Could you write out the opening lines of the data, word for word, stopping after the line that contains "settings format for"?

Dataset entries
----------------------------------------

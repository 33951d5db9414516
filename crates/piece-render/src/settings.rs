//! Renderer settings and file-name resolution.
//!
//! [`Settings`] carries the two values every render call needs: the folder
//! views and templates live in, and the extension appended to their names.
//! Settings are validated once and never change afterwards.
//!
//! # Sources
//!
//! | Source | Constructor |
//! |--------|-------------|
//! | Plain string map | [`Settings::from_map`] |
//! | JSON value | [`Settings::from_value`] |
//! | YAML text | [`Settings::from_yaml`] |
//! | JSON text | [`Settings::from_json`] |
//! | `.yaml` / `.yml` / `.json` file | [`Settings::from_file`] |
//!
//! All of them expect the keys `viewsFolder` and `fileExtension`:
//!
//! ```yaml
//! viewsFolder: ./views
//! fileExtension: .tpl
//! ```

use std::collections::HashMap;
use std::ffi::OsString;
use std::path::{Path, PathBuf, MAIN_SEPARATOR_STR};

use serde::{Deserialize, Serialize};

/// Settings key naming the folder views and templates are read from.
pub const VIEWS_FOLDER_KEY: &str = "viewsFolder";

/// Settings key naming the extension appended to view and template names.
pub const FILE_EXTENSION_KEY: &str = "fileExtension";

const SEPARATORS: &[char] = &['/', '\\'];

/// Errors raised while loading or validating settings.
#[derive(Debug, thiserror::Error)]
pub enum SettingsError {
    /// A required key is absent.
    #[error("missing required setting `{0}`")]
    MissingKey(&'static str),

    /// The settings file could not be read.
    #[error("failed to read settings file {path}: {source}")]
    Read {
        path: PathBuf,
        #[source]
        source: std::io::Error,
    },

    /// The settings file extension is not one we know how to parse.
    #[error("unsupported settings format for {0} (expected .yaml, .yml or .json)")]
    UnsupportedFormat(PathBuf),

    /// YAML settings failed to parse.
    #[error("invalid YAML settings: {0}")]
    Yaml(#[from] serde_yaml::Error),

    /// JSON settings failed to parse.
    #[error("invalid JSON settings: {0}")]
    Json(#[from] serde_json::Error),
}

/// Raw, possibly incomplete settings as they appear in a file.
#[derive(Debug, Default, Deserialize)]
#[serde(rename_all = "camelCase")]
struct RawSettings {
    views_folder: Option<PathBuf>,
    file_extension: Option<String>,
}

impl RawSettings {
    fn validate(self) -> Result<Settings, SettingsError> {
        let views_folder = self
            .views_folder
            .ok_or(SettingsError::MissingKey(VIEWS_FOLDER_KEY))?;
        let file_extension = self
            .file_extension
            .ok_or(SettingsError::MissingKey(FILE_EXTENSION_KEY))?;
        Ok(Settings {
            views_folder,
            file_extension,
        })
    }
}

/// Validated renderer settings.
#[derive(Debug, Clone, PartialEq, Eq, Serialize)]
#[serde(rename_all = "camelCase")]
pub struct Settings {
    views_folder: PathBuf,
    file_extension: String,
}

impl Settings {
    /// Creates settings from already known values.
    pub fn new(views_folder: impl Into<PathBuf>, file_extension: impl Into<String>) -> Self {
        Self {
            views_folder: views_folder.into(),
            file_extension: file_extension.into(),
        }
    }

    /// Builds settings from a string map, as handed over by a host application.
    ///
    /// # Errors
    ///
    /// Returns [`SettingsError::MissingKey`] naming the first absent key.
    pub fn from_map(map: &HashMap<String, String>) -> Result<Self, SettingsError> {
        RawSettings {
            views_folder: map.get(VIEWS_FOLDER_KEY).map(PathBuf::from),
            file_extension: map.get(FILE_EXTENSION_KEY).cloned(),
        }
        .validate()
    }

    /// Builds settings from a JSON object.
    pub fn from_value(value: serde_json::Value) -> Result<Self, SettingsError> {
        let raw: RawSettings = serde_json::from_value(value)?;
        raw.validate()
    }

    /// Parses settings from YAML text.
    pub fn from_yaml(text: &str) -> Result<Self, SettingsError> {
        let raw: RawSettings = serde_yaml::from_str(text)?;
        raw.validate()
    }

    /// Parses settings from JSON text.
    pub fn from_json(text: &str) -> Result<Self, SettingsError> {
        let raw: RawSettings = serde_json::from_str(text)?;
        raw.validate()
    }

    /// Loads settings from a file, choosing the parser by extension.
    ///
    /// A relative `viewsFolder` is taken relative to the settings file's
    /// directory, so a settings file can sit next to its views.
    pub fn from_file(path: impl AsRef<Path>) -> Result<Self, SettingsError> {
        let path = path.as_ref();
        let ext = path
            .extension()
            .and_then(|e| e.to_str())
            .map(|e| e.to_ascii_lowercase());

        let text = std::fs::read_to_string(path).map_err(|source| SettingsError::Read {
            path: path.to_path_buf(),
            source,
        })?;

        let mut settings = match ext.as_deref() {
            Some("yaml") | Some("yml") => Self::from_yaml(&text)?,
            Some("json") => Self::from_json(&text)?,
            _ => return Err(SettingsError::UnsupportedFormat(path.to_path_buf())),
        };

        if settings.views_folder.is_relative() {
            if let Some(parent) = path.parent() {
                settings.views_folder = parent.join(&settings.views_folder);
            }
        }
        Ok(settings)
    }

    /// The configured views folder, as given.
    pub fn views_folder(&self) -> &Path {
        &self.views_folder
    }

    /// The configured file extension.
    pub fn file_extension(&self) -> &str {
        &self.file_extension
    }

    /// The views folder with trailing separators collapsed to exactly one.
    ///
    /// Folders that are not valid UTF-8 keep their raw bytes.
    pub fn views_dir(&self) -> PathBuf {
        let mut dir: OsString = match self.views_folder.to_str() {
            Some(folder) => folder.trim_end_matches(SEPARATORS).into(),
            None => self
                .views_folder
                .components()
                .collect::<PathBuf>()
                .into_os_string(),
        };
        dir.push(MAIN_SEPARATOR_STR);
        PathBuf::from(dir)
    }

    /// Turns a view or template name into a file name.
    ///
    /// Leading separators are stripped and the configured extension is
    /// appended unless the name already carries it.
    pub fn file_name(&self, name: &str) -> String {
        let name = name.trim_start_matches(SEPARATORS);
        if name.ends_with(self.file_extension.as_str()) {
            name.to_string()
        } else {
            format!("{}{}", name, self.file_extension)
        }
    }

    /// Resolves a view or template name to its full path.
    pub fn resolve(&self, name: &str) -> PathBuf {
        let mut path = self.views_dir().into_os_string();
        path.push(self.file_name(name));
        PathBuf::from(path)
    }
}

----------------------------------------

• [Answer section]
repository 33951d5db9414516
filename crates/piece-render/src/settings.rs
//! Renderer settings and file-name resolution.
//!
//! [`Settings`] carries the two values every render call needs: the folder
//! views and templates live in, and the extension appended to their names.
//! Settings are validated once and never change afterwards.
//!
//! # Sources
//!
//! | Source | Constructor |
//! |--------|-------------|
//! | Plain string map | [`Settings::from_map`] |
//! | JSON value | [`Settings::from_value`] |
//! | YAML text | [`Settings::from_yaml`] |
//! | JSON text | [`Settings::from_json`] |
//! | `.yaml` / `.yml` / `.json` file | [`Settings::from_file`] |
//!
//! All of them expect the keys `viewsFolder` and `fileExtension`:
//!
//! ```yaml
//! viewsFolder: ./views
//! fileExtension: .tpl
//! ```

use std::collections::HashMap;
use std::ffi::OsString;
use std::path::{Path, PathBuf, MAIN_SEPARATOR_STR};

use serde::{Deserialize, Serialize};

/// Settings key naming the folder views and templates are read from.
pub const VIEWS_FOLDER_KEY: &str = "viewsFolder";

/// Settings key naming the extension appended to view and template names.
pub const FILE_EXTENSION_KEY: &str = "fileExtension";

const SEPARATORS: &[char] = &['/', '\\'];

/// Errors raised while loading or validating settings.
#[derive(Debug, thiserror::Error)]
pub enum SettingsError {
    /// A required key is absent.
    #[error("missing required setting `{0}`")]
    MissingKey(&'static str),

    /// The settings file could not be read.
    #[error("failed to read settings file {path}: {source}")]
    Read {
        path: PathBuf,
        #[source]
        source: std::io::Error,
    },

    /// The settings file extension is not one we know how to parse.
    #[error("unsupported settings format for {0} (expected .yaml, .yml or .json)")]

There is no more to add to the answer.